» **TASK**: Looking at the material below, work out how many of its lines hold the string "PartialEq". Give that figure alone.

» **RECORDS SUPPLIED**:
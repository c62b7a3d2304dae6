//! Core types for the event source.

use serde::Serialize;
use std::fmt;

/// Event type reported for records without an `event` field.
pub const DEFAULT_EVENT_TYPE: &str = "message";

/// Coarse connection phase of an [`EventSource`](crate::EventSource).
///
/// - `Connecting`: a request is in flight, or a reconnect is about to be issued
/// - `Open`: response headers arrived and events are being delivered
/// - `Closed`: nothing in flight; the initial state and the state after
///   `close()`, a 204 response, or a terminal error
#[derive(Clone, Copy, Debug, Default, PartialEq, Eq, Hash)]
pub enum ReadyState {
    Connecting,
    Open,
    #[default]
    Closed,
}

impl ReadyState {
    /// Convert to the lowercase name used in logs.
    pub fn as_str(&self) -> &'static str {
        match self {
            ReadyState::Connecting => "connecting",
            ReadyState::Open => "open",
            ReadyState::Closed => "closed",
        }
    }

    /// Check if this is the closed state
    pub fn is_closed(&self) -> bool {
        matches!(self, ReadyState::Closed)
    }
}

impl fmt::Display for ReadyState {
    fn fmt(&self, f: &mut fmt::Formatter<'_>) -> fmt::Result {
        f.write_str(self.as_str())
    }
}

/// An event delivered to a message or named-event handler.
#[derive(Debug, Clone, PartialEq, Eq, Serialize)]
#[non_exhaustive]
pub struct MessageEvent {
    /// The record's `id` field, if it carried one.
    pub id: Option<String>,
    /// The event type; `"message"` for the default handler.
    pub event: String,
    /// The joined `data` payload.
    pub data: String,
}

impl MessageEvent {
    pub(crate) fn new(id: Option<String>, event: impl Into<String>, data: String) -> Self {
        Self {
            id,
            event: event.into(),
            data,
        }
    }
}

» **RESPONSE FOR THIS EXERCISE**: 2